Although Indonesia has not yet gone down the path of comprehensive legislation, it has in late 2012 enacted a Regulation under its 2008 law on electronic transactions (previously dormant in relation to data protection but active in some areas such as cybercrime), adding more data protection elements, and a data breach notification requirement. This article analyses these new developments, and concludes that Article 15 of the Regulation, coupled with Article 26 of the 2008 law, and various other provisions in the Regulation, provides between them most of the elements of a brief data protection code, enforceable through court actions. However, there have as yet been no actions to enforce these rights, and Indonesia does not have a data protection authority or other enforcement body to do so.
The article also discusses the ongoing moves within various Ministries to develop a full data protection law, and various reasons for this in different Ministries, and the constitutional cases on telecommunications interception which have decided that there is an implied constitutional right of privacy, which may affect both the government’s obligations to enact data protection laws, and the interpretation of any laws so enacted.

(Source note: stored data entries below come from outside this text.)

//! Source location tracking for instructions, arguments and variables
//!
//! Provides position and range types shared by every node of the tree.
//! Positions are zero-based; the character offset counts UTF-16 code units
//! so ranges can be handed to editor clients unchanged.

use serde::Serialize;

/// A position in a Dockerfile.
#[derive(Debug, Clone, Copy, PartialEq, Eq, PartialOrd, Ord, Hash, Default, Serialize)]
pub struct Position {
    /// 0-based line number
    pub line: u32,
    /// 0-based character offset within the line (UTF-16 code units)
    pub character: u32,
}

impl Position {
    /// Create a position from a line and character offset.
    pub fn new(line: u32, character: u32) -> Self {
        Self { line, character }
    }
}

impl std::fmt::Display for Position {
    fn fmt(&self, f: &mut std::fmt::Formatter<'_>) -> std::fmt::Result {
        write!(f, "{}:{}", self.line, self.character)
    }
}

/// A span of source text (start to end position).
#[derive(Debug, Clone, Copy, PartialEq, Eq, Hash, Default, Serialize)]
pub struct Range {
    /// Start position (inclusive)
    pub start: Position,
    /// End position (exclusive for text, inclusive for containment)
    pub end: Position,
}

impl Range {
    /// Create a range from start to end positions.
    pub fn new(start: Position, end: Position) -> Self {
        Self { start, end }
    }

    /// Create an empty range at a single position.
    pub fn at(pos: Position) -> Self {
        Self {
            start: pos,
            end: pos,
        }
    }

    /// Whether the position lies inside this range.
    ///
    /// Lines strictly between start and end are fully inside. On the start
    /// line the character must be at or after `start.character`; on the end
    /// line it must be at or before `end.character`.
    pub fn contains(&self, pos: Position) -> bool {
        if pos.line < self.start.line || pos.line > self.end.line {
            return false;
        }
        if pos.line == self.start.line && pos.character < self.start.character {
            return false;
        }
        if pos.line == self.end.line && pos.character > self.end.character {
            return false;
        }
        true
    }

    /// Merge two ranges into one covering both.
    pub fn merge(self, other: Range) -> Self {
        Self {
            start: self.start.min(other.start),
            end: self.end.max(other.end),
        }
    }

    /// Whether start and end coincide.
    pub fn is_empty(&self) -> bool {
        self.start == self.end
    }

    /// Whether the range starts and ends on the same line.
    pub fn is_single_line(&self) -> bool {
        self.start.line == self.end.line
    }
}

impl std::fmt::Display for Range {
    fn fmt(&self, f: &mut std::fmt::Formatter<'_>) -> std::fmt::Result {
        write!(f, "{}-{}", self.start, self.end)
    }
}

#[cfg(feature = "lsp")]
impl From<Position> for lsp_types::Position {
    fn from(pos: Position) -> Self {
        lsp_types::Position::new(pos.line, pos.character)
    }
}

#[cfg(feature = "lsp")]
impl From<lsp_types::Position> for Position {
    fn from(pos: lsp_types::Position) -> Self {
        Position::new(pos.line, pos.character)
    }
}

#[cfg(feature = "lsp")]
impl From<Range> for lsp_types::Range {
    fn from(range: Range) -> Self {
        lsp_types::Range::new(range.start.into(), range.end.into())
    }
}
//! Build stages and the instruction-container view shared with the document.

use std::ops::Range as Span;

use serde::Serialize;

use super::dockerfile::{Dockerfile, Scope};
use super::{Comment, Instruction, Keyword, Resolution};
use crate::parser::span::{Position, Range};

/// A container of instructions and comments: the whole document or one
/// build stage.
pub trait Template {
    fn instructions(&self) -> &[Instruction];

    fn comments(&self) -> &[Comment];

    fn instructions_of(&self, keyword: Keyword) -> Vec<&Instruction> {
        self.instructions()
            .iter()
            .filter(|i| i.is(keyword))
            .collect()
    }

    /// Instruction whose range contains `pos`.
    fn instruction_at(&self, pos: Position) -> Option<&Instruction> {
        self.instructions().iter().find(|i| i.contains(pos))
    }

    fn args(&self) -> Vec<&Instruction> {
        self.instructions_of(Keyword::Arg)
    }

    fn envs(&self) -> Vec<&Instruction> {
        self.instructions_of(Keyword::Env)
    }

    fn labels(&self) -> Vec<&Instruction> {
        self.instructions_of(Keyword::Label)
    }

    fn froms(&self) -> Vec<&Instruction> {
        self.instructions_of(Keyword::From)
    }

    fn runs(&self) -> Vec<&Instruction> {
        self.instructions_of(Keyword::Run)
    }

    fn copies(&self) -> Vec<&Instruction> {
        self.instructions_of(Keyword::Copy)
    }

    fn cmds(&self) -> Vec<&Instruction> {
        self.instructions_of(Keyword::Cmd)
    }

    fn entrypoints(&self) -> Vec<&Instruction> {
        self.instructions_of(Keyword::Entrypoint)
    }

    fn healthchecks(&self) -> Vec<&Instruction> {
        self.instructions_of(Keyword::Healthcheck)
    }

    fn onbuilds(&self) -> Vec<&Instruction> {
        self.instructions_of(Keyword::Onbuild)
    }

    fn workdirs(&self) -> Vec<&Instruction> {
        self.instructions_of(Keyword::Workdir)
    }
}

/// Where a build stage lives in the document.
#[derive(Debug, Clone, PartialEq, Eq, Serialize)]
pub struct ImageTemplate {
    pub(crate) range: Range,
    /// Indexes into the document's instructions
    pub(crate) instructions: Span<usize>,
    /// Indexes into the document's comments
    pub(crate) comments: Span<usize>,
}

/// One build stage: a FROM and everything up to the next FROM.
#[derive(Debug, Clone, Copy)]
pub struct Stage<'a> {
    pub(crate) dockerfile: &'a Dockerfile,
    pub(crate) index: usize,
}

impl<'a> Stage<'a> {
    fn template(&self) -> &'a ImageTemplate {
        &self.dockerfile.stage_templates()[self.index]
    }

    /// Position of the stage among the document's stages.
    pub fn index(&self) -> usize {
        self.index
    }

    /// From the FROM keyword to the end of the stage's last line of content.
    pub fn range(&self) -> Range {
        self.template().range
    }

    pub fn contains(&self, pos: Position) -> bool {
        self.range().contains(pos)
    }

    /// The stage's FROM instruction.
    pub fn from(&self) -> &'a Instruction {
        &self.dockerfile.instructions()[self.template().instructions.start]
    }

    /// Name given with `AS`.
    pub fn name(&self) -> Option<&'a str> {
        self.from()
            .from_image()
            .and_then(|f| f.build_stage())
            .map(|c| c.value())
    }

    /// Resolve `name` as seen by an instruction starting on `line`.
    pub fn resolve_variable(&self, name: &str, line: u32) -> Resolution {
        self.dockerfile
            .resolve_in(Scope::Stage(self.index), name, line)
            .0
    }

    /// ARG and ENV names declared before `line`, in declaration order.
    pub fn available_variables(&self, line: u32) -> Vec<String> {
        self.dockerfile
            .available_in(Scope::Stage(self.index), line)
    }

    /// The earlier stage this one builds on, matched by `AS` name.
    pub fn parent(&self) -> Option<Stage<'a>> {
        let base = self.from().from_image()?.image()?.value();
        (0..self.index)
            .rev()
            .map(|index| Stage {
                dockerfile: self.dockerfile,
                index,
            })
            .find(|stage| stage.name().is_some_and(|n| n.eq_ignore_ascii_case(base)))
    }

    /// Ancestors, nearest first.
    pub fn hierarchy(&self) -> Vec<Stage<'a>> {
        let mut ancestors = Vec::new();
        let mut current = self.parent();
        while let Some(stage) = current {
            current = stage.parent();
            ancestors.push(stage);
        }
        ancestors
    }

    /// Absolute directories set by WORKDIR along the stage hierarchy, in the
    /// order they are first reached.
    pub fn available_working_directories(&self) -> Vec<String> {
        let mut chain = self.hierarchy();
        chain.reverse();
        chain.push(*self);

        let mut cwd = String::from("/");
        let mut dirs: Vec<String> = Vec::new();
        for stage in chain {
            for workdir in stage.workdirs() {
                let Some(path) = workdir.expanded_arguments().first() else {
                    continue;
                };
                cwd = join_path(&cwd, path.value());
                if !dirs.contains(&cwd) {
                    dirs.push(cwd.clone());
                }
            }
        }
        dirs
    }
}

impl Template for Stage<'_> {
    fn instructions(&self) -> &[Instruction] {
        &self.dockerfile.instructions()[self.template().instructions.clone()]
    }

    fn comments(&self) -> &[Comment] {
        &self.dockerfile.comments()[self.template().comments.clone()]
    }
}

/// Apply `path` to `cwd` the way WORKDIR does and normalize the result.
pub(crate) fn join_path(cwd: &str, path: &str) -> String {
    let joined = if path.starts_with('/') {
        path.to_string()
    } else {
        format!("{cwd}/{path}")
    };
    let mut parts: Vec<&str> = Vec::new();
    for part in joined.split('/') {
        match part {
            "" | "." => {}
            ".." => {
                parts.pop();
            }
            other => parts.push(other),
        }
    }
    format!("/{}", parts.join("/"))
}
//! FROM image reference decomposition
//!
//! `[registry/]name[:tag][@digest]`. Separators inside `${...}` do not count.

/// Byte spans into the image argument's logical value.
#[derive(Debug, Clone, Copy, PartialEq, Eq)]
pub(crate) struct ImageParts {
    pub registry: Option<(usize, usize)>,
    pub name: (usize, usize),
    pub tag: Option<(usize, usize)>,
    pub digest: Option<(usize, usize)>,
}

/// Positions of `@`, `/` and `:` outside variable braces.
fn separators(value: &str) -> Vec<(usize, u8)> {
    let bytes = value.as_bytes();
    let mut found = Vec::new();
    let mut depth = 0usize;
    let mut i = 0;
    while i < bytes.len() {
        match bytes[i] {
            b'$' if bytes.get(i + 1) == Some(&b'{') => {
                depth += 1;
                i += 1;
            }
            b'}' if depth > 0 => depth -= 1,
            c @ (b'@' | b'/' | b':') if depth == 0 => found.push((i, c)),
            _ => {}
        }
        i += 1;
    }
    found
}

pub(crate) fn split_image(value: &str) -> ImageParts {
    let seps = separators(value);
    let find_last = |sep: u8, from: usize, to: usize| {
        seps.iter()
            .rev()
            .find(|(i, c)| *c == sep && *i >= from && *i < to)
            .map(|(i, _)| *i)
    };

    let at = seps.iter().find(|(_, c)| *c == b'@').map(|(i, _)| *i);
    let digest = at.map(|at| (at + 1, value.len()));
    let rest = at.unwrap_or(value.len());

    let slash = find_last(b'/', 0, rest);
    let colon = find_last(b':', slash.map_or(0, |s| s + 1), rest);
    let tag = colon.map(|colon| (colon + 1, rest));
    let name_end = colon.unwrap_or(rest);

    let first_slash = seps
        .iter()
        .find(|(i, c)| *c == b'/' && *i < name_end)
        .map(|(i, _)| *i);
    let registry = first_slash.filter(|&slash| {
        let component = &value[..slash];
        component.contains(['.', ':']) || component == "localhost"
    });

    ImageParts {
        registry: registry.map(|slash| (0, slash)),
        name: (registry.map_or(0, |slash| slash + 1), name_end),
        tag,
        digest,
    }
}
//! Build stages, hierarchy and working directories

use dockerlex::{Keyword, Position, Range, Template, parse};
use pretty_assertions::assert_eq;

fn range(sl: u32, sc: u32, el: u32, ec: u32) -> Range {
    Range::new(Position::new(sl, sc), Position::new(el, ec))
}

const MULTI_STAGE: &str = "\
ARG base=alpine
FROM $base AS base
WORKDIR /app
# shared setup
FROM base AS build
WORKDIR src
WORKDIR ../lib
RUN make
FROM build
WORKDIR /opt
";

#[test]
fn stages_split_at_from() {
    let dockerfile = parse(MULTI_STAGE);
    assert_eq!(dockerfile.initial_instructions().len(), 1);
    assert!(dockerfile.initial_instructions()[0].is(Keyword::Arg));

    let stages = dockerfile.stages();
    assert_eq!(stages.len(), 3);
    assert_eq!(stages[0].instructions().len(), 2);
    assert_eq!(stages[1].instructions().len(), 4);
    assert_eq!(stages[2].instructions().len(), 2);
    assert_eq!(stages[0].comments().len(), 1);
    assert!(stages[1].comments().is_empty());
}

#[test]
fn stage_ranges_include_trailing_comments() {
    let dockerfile = parse(MULTI_STAGE);
    let stages = dockerfile.stages();
    assert_eq!(stages[0].range(), range(1, 0, 3, 14));
    assert_eq!(stages[1].range(), range(4, 0, 7, 8));
    assert_eq!(stages[2].range(), range(8, 0, 9, 12));
}

#[test]
fn containing_stage_by_position() {
    let dockerfile = parse(MULTI_STAGE);
    let index = |line, character| {
        dockerfile
            .containing_stage(Position::new(line, character))
            .map(|s| s.index())
    };
    assert_eq!(index(0, 3), None);
    assert_eq!(index(2, 5), Some(0));
    assert_eq!(index(5, 0), Some(1));
    assert_eq!(index(9, 12), Some(2));
    assert_eq!(index(9, 13), None);
}

#[test]
fn stage_names_and_lookup() {
    let dockerfile = parse(MULTI_STAGE);
    let names: Vec<Option<&str>> = dockerfile.stages().iter().map(|s| s.name()).collect();
    assert_eq!(names, [Some("base"), Some("build"), None]);
    assert_eq!(dockerfile.stage_named("BUILD").map(|s| s.index()), Some(1));
    assert!(dockerfile.stage_named("missing").is_none());
}

#[test]
fn hierarchy_follows_base_names() {
    let dockerfile = parse(MULTI_STAGE);
    let stages = dockerfile.stages();
    let ancestors: Vec<usize> = stages[2].hierarchy().iter().map(|s| s.index()).collect();
    assert_eq!(ancestors, [1, 0]);
    assert_eq!(stages[1].parent().map(|s| s.index()), Some(0));
    assert!(stages[0].parent().is_none());
}

#[test]
fn working_directories_along_hierarchy() {
    let dockerfile = parse(MULTI_STAGE);
    let stages = dockerfile.stages();
    assert_eq!(stages[0].available_working_directories(), ["/app"]);
    assert_eq!(
        stages[1].available_working_directories(),
        ["/app", "/app/src", "/app/lib"]
    );
    assert_eq!(
        stages[2].available_working_directories(),
        ["/app", "/app/src", "/app/lib", "/opt"]
    );
}

#[test]
fn working_directories_use_expanded_values() {
    let dockerfile = parse("FROM alpine\nENV root=/srv\nWORKDIR ${root}/www\nWORKDIR /srv/www\n");
    let stage = dockerfile.stages()[0];
    assert_eq!(stage.available_working_directories(), ["/srv/www"]);
}

#[test]
fn stage_template_queries() {
    let dockerfile = parse(MULTI_STAGE);
    let build = dockerfile.stages()[1];
    assert_eq!(build.from().range(), range(4, 0, 4, 18));
    assert_eq!(build.workdirs().len(), 2);
    assert_eq!(build.runs().len(), 1);
    assert_eq!(
        build.instruction_at(Position::new(7, 2)).map(|i| i.keyword()),
        Some("RUN")
    );
    assert_eq!(dockerfile.workdirs().len(), 4);
}

#[test]
fn from_with_variable_resolves_against_global_args() {
    let dockerfile = parse(MULTI_STAGE);
    let from = dockerfile.stages()[0].from();
    assert_eq!(from.expanded_arguments()[0].value(), "alpine");
    assert_eq!(
        from.from_image().and_then(|f| f.image()).map(|c| c.value()),
        Some("$base")
    );
}

#[test]
fn no_from_means_no_stages() {
    let dockerfile = parse("ARG a\n# comment\nRUN echo\n");
    assert_eq!(dockerfile.stage_count(), 0);
    assert_eq!(dockerfile.initial_instructions().len(), 2);
    assert!(dockerfile.containing_stage(Position::new(2, 0)).is_none());
}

'Uruguay Starts Convention 108's Global Journey with Accession: Toward a Global Privacy Treaty?' in the same journal at 20 comments
The Council of Europe has started in Uruguay data protection Convention 108’s long march toward becoming the world’s only data privacy treaty. On 12 April 2013 it announced that Uruguay's accession to Convention 108 (and to its Additional Protocol) was complete, and will enter into force in respect of Uruguay on 1 August 2013, making it the 45th state to become a party to the convention, and the first non-European party. Morocco has also been invited to accede.
This article analyses how much we know – and still do not know – about the accession process following the Uruguay accession, and the steps taken so far in the Morocco accession. It concludes that fourteen implications can be drawn to date, while the accession process is still evolving. Some problems are inherent in the lack of a complete fit between the Convention and its Additional Protocol, and ambiguities inherent in Article 23 dealing with non-European accessions. But no obviously faulty decisions have yet been made which would lower the standards of the Convention, and thus endanger its future.